日本版GDP(医薬品流通基準)ガイドライン(GL)策定に向けた厚生労働科学研究「GDP国際整合化研究班」メンバーの小山靖人氏(塩野義製薬信頼性保証本部品質保証部専任次長)は22日、大阪市内で開催されたメディカルジャパン2018のセミナーで「わが国のGDPの動向と製薬企業に求められる課題」をテーマに講演。GLについて「早ければ今年6~7月までに研究班としてGLを最終化して厚生労働省に提出する予定で、来年度中には発出されるのではないか」との見通しを示した。
現在、GDPは欧米など各国で整備、改正が進んでいる。国内では2015年の「医薬品産業強化総合戦略」の医療用医薬品の安全性確保策として、PIC/S-GDPに準拠した日本版GDPガイドライン策定の検討が示され、16年度から研究班でGL素案の検討を進めている。16年度には、PIC/S-GDPの日本語訳のほか、これに準拠したGL素案を策定。17年度にはGL素案を適用した際の課題についてアンケートを実施。「その結果を踏まえ、素案をアップデートして日本版GDPガイドラインの最終化を図っていく」という。

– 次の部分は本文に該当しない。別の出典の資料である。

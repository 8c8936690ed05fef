//! Image decoding with format sniffing.
//!
//! The format is taken from the file content first and the extension
//! second, so a HEIC saved as `.jpg` (or the reverse) still goes to the
//! right decoder. JPEG uses zune-jpeg with the `image` crate as fallback;
//! HEIC/HEIF uses the injected [`HeifDecoder`]; everything else uses `image`.
//!
//! Sniffing reads only the file header, so a large non-image (a video, an
//! archive) is rejected without loading it.

use super::heif::{is_heif, HeifDecoder};
use super::mmap_decode::{read_file_bytes, read_header};
use crate::error::HashError;
use image::{DynamicImage, ImageBuffer, ImageFormat, Luma, Rgb, Rgba};
use std::path::Path;
use std::sync::Arc;
use tracing::debug;
use zune_core::colorspace::ColorSpace;
use zune_core::options::DecoderOptions;
use zune_jpeg::JpegDecoder;

/// How a file will be decoded
#[derive(Debug, Clone, Copy, PartialEq, Eq)]
pub enum SourceFormat {
    Jpeg,
    Heif,
    /// Any other format the `image` crate recognises
    Raster(ImageFormat),
    Unknown,
}

impl SourceFormat {
    /// Detect format from content, falling back to the extension
    pub fn detect(path: &Path, bytes: &[u8]) -> Self {
        if is_heif(bytes) {
            return Self::Heif;
        }
        match image::guess_format(bytes) {
            Ok(ImageFormat::Jpeg) => return Self::Jpeg,
            Ok(format) => return Self::Raster(format),
            Err(_) => {}
        }
        Self::from_extension(path)
    }

    /// Detect format from the file extension only
    pub fn from_extension(path: &Path) -> Self {
        let extension = path
            .extension()
            .and_then(|e| e.to_str())
            .map(|e| e.to_lowercase());

        match extension.as_deref() {
            Some("heic" | "heif" | "hif") => Self::Heif,
            Some("jpg" | "jpeg") => Self::Jpeg,
            Some(ext) => ImageFormat::from_extension(ext)
                .map(Self::Raster)
                .unwrap_or(Self::Unknown),
            None => Self::Unknown,
        }
    }
}

/// Decoder that routes each file to the best available codec
#[derive(Clone, Default)]
pub struct FastDecoder {
    heif: Option<Arc<dyn HeifDecoder>>,
}

impl FastDecoder {
    /// Create a decoder with an optional HEIF capability
    pub fn new(heif: Option<Arc<dyn HeifDecoder>>) -> Self {
        Self { heif }
    }

    /// Whether HEIC/HEIF files can be decoded
    pub fn supports_heif(&self) -> bool {
        self.heif.is_some()
    }

    /// Decode an image file.
    pub fn decode(&self, path: &Path) -> Result<DynamicImage, HashError> {
        let format = SourceFormat::detect(path, &read_header(path)?);
        debug!(path = %path.display(), ?format, "decoding image");

        match format {
            SourceFormat::Heif => self.decode_heif(path),
            SourceFormat::Jpeg => {
                let bytes = read_file_bytes(path)?;
                Self::decode_jpeg(path, &bytes)
                    .or_else(|_| Self::decode_with(path, &bytes, ImageFormat::Jpeg))
            }
            SourceFormat::Raster(format) => {
                Self::decode_with(path, &read_file_bytes(path)?, format)
            }
            SourceFormat::Unknown => Err(HashError::DecodeError {
                path: path.to_path_buf(),
                reason: "unrecognised image format".to_string(),
            }),
        }
    }

    fn decode_heif(&self, path: &Path) -> Result<DynamicImage, HashError> {
        match &self.heif {
            Some(decoder) => {
                debug!(path = %path.display(), decoder = decoder.name(), "decoding HEIF");
                decoder.decode(path)
            }
            None => Err(HashError::UnsupportedFormat {
                path: path.to_path_buf(),
                format: "HEIC/HEIF".to_string(),
                reason: "no HEIF decoder is available".to_string(),
            }),
        }
    }

    /// Fast JPEG decoding using zune-jpeg
    fn decode_jpeg(path: &Path, bytes: &[u8]) -> Result<DynamicImage, HashError> {
        let decode_error = |reason: String| HashError::DecodeError {
            path: path.to_path_buf(),
            reason,
        };

        let options = DecoderOptions::new_fast().jpeg_set_out_colorspace(ColorSpace::RGB);
        let mut decoder = JpegDecoder::new_with_options(bytes, options);

        let pixels = decoder
            .decode()
            .map_err(|e| decode_error(format!("zune-jpeg decode failed: {:?}", e)))?;

        let info = decoder
            .info()
            .ok_or_else(|| decode_error("missing JPEG header info".to_string()))?;
        let width = info.width as u32;
        let height = info.height as u32;

        let image = match decoder.get_output_colorspace().unwrap_or(ColorSpace::RGB) {
            ColorSpace::RGB => ImageBuffer::<Rgb<u8>, _>::from_raw(width, height, pixels)
                .map(DynamicImage::ImageRgb8),
            ColorSpace::RGBA => ImageBuffer::<Rgba<u8>, _>::from_raw(width, height, pixels)
                .map(DynamicImage::ImageRgba8),
            ColorSpace::Luma => ImageBuffer::<Luma<u8>, _>::from_raw(width, height, pixels)
                .map(DynamicImage::ImageLuma8),
            other => {
                return Err(decode_error(format!(
                    "unsupported JPEG output colorspace {:?}",
                    other
                )))
            }
        };

        image.ok_or_else(|| decode_error("decoded buffer has the wrong length".to_string()))
    }

    /// Decode with the `image` crate. Any failure here is a decode error;
    /// `UnsupportedFormat` is reserved for a missing HEIF capability.
    fn decode_with(
        path: &Path,
        bytes: &[u8],
        format: ImageFormat,
    ) -> Result<DynamicImage, HashError> {
        image::load_from_memory_with_format(bytes, format).map_err(|e| HashError::DecodeError {
            path: path.to_path_buf(),
            reason: e.to_string(),
        })
    }
}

小山氏はGDPの目的として、▽流通過程の製品の温度管理など品質の確保▽業務委託する配送業者の管理やセキュリティ確保▽偽造医薬品の正規流通過程の進入防止――などを挙げた。その上で「わが国ではGDPは法令化されていないが、世界の先進国でGDPがないのは日本だけ。整備が急がれるところ」と言及した。

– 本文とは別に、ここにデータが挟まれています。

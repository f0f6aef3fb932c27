use thiserror::Error;

/// Failure to materialize the virtual side of a connection.
#[derive(Debug, Error, Clone, PartialEq, Eq)]
pub enum EndpointError {
    #[error("endpoint already requested for this connection")]
    AlreadyCreated,

    #[error("virtual stack resources exhausted")]
    Exhausted,

    #[error("connection closed by the virtual stack")]
    Closed,

    #[error("endpoint creation failed: {0}")]
    Other(String),
}

/// Returned by [`crate::ConnectionRequest::accept`] when the handshake could not be completed.
///
/// The request is rejected in this case; it is never left unresolved.
#[derive(Debug, Error, Clone, Copy, PartialEq, Eq)]
pub enum AcceptError {
    #[error("cannot accept a connection without a virtual endpoint")]
    NoEndpoint,
}

#[derive(Debug, Error, Clone, Copy, PartialEq, Eq)]
pub enum RegisterError {
    #[error("a {0} handler is already registered")]
    AlreadyRegistered(&'static str),

    #[error("no {0} handler is registered")]
    NotRegistered(&'static str),
}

製薬企業におけるGDPの課題として「国内には海外のGDPに相当する薬事規制、公的ガイドラインは現在のところない。PIC/S-GDPを考慮し、全体的な品質保証の観点で、自主的に指針を決めて運用する必要がある」との考えを示し、「欧州のGDPは公的規制。EU圏に製品を輸出する企業は対応が必要になる。(国内でも)近い将来のGDP対応は不可欠といっていい」と指摘した。

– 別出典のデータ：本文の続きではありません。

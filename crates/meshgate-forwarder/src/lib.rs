#![forbid(unsafe_code)]

//! Transport-layer forwarding engine for traffic terminated by the virtual network stack.
//!
//! [`Forwarder`] registers as the stack's connection handler. For each request it dials the real
//! destination, resolves the virtual handshake according to the dial outcome, and hands both
//! streams to a [`Relay`] session that copies bytes until the first side finishes or the
//! [`Lifecycle`] scope fires.

mod config;
mod error;
mod forwarder;
mod lifecycle;
mod relay;
mod stats;
mod timeouts;
mod udp;

pub use config::{
    ConfigError, ForwarderConfig, DEFAULT_CLOSE_TIMEOUT, DEFAULT_COPY_BUFFER_BYTES,
    ENV_CLOSE_TIMEOUT_MS, ENV_COPY_BUFFER_BYTES, ENV_DIAL_TIMEOUT_MS, ENV_UDP_IDLE_TIMEOUT_MS,
};
pub use error::{DialError, DialFailureKind};
pub use forwarder::{Forwarder, TcpOutcome};
pub use lifecycle::Lifecycle;
pub use relay::{Direction, Relay, RelayHandle, SessionReport, Termination};
pub use stats::{ForwarderStats, StatsSnapshot};
pub use udp::{FlowHandle, FlowReport, FlowTermination, UdpOutcome};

また、小山氏はGDPガイドラインを国内で展開する際に「品質システム」と「輸送」に関してギャップが大きいとの考えを紹介。「特にGDPを論じる中で議論が高まっているのが輸送の温度管理。医薬品業界だけでは対応できない課題が多々あり、流通関係業界の協力を得る必要がある」との見解を示した。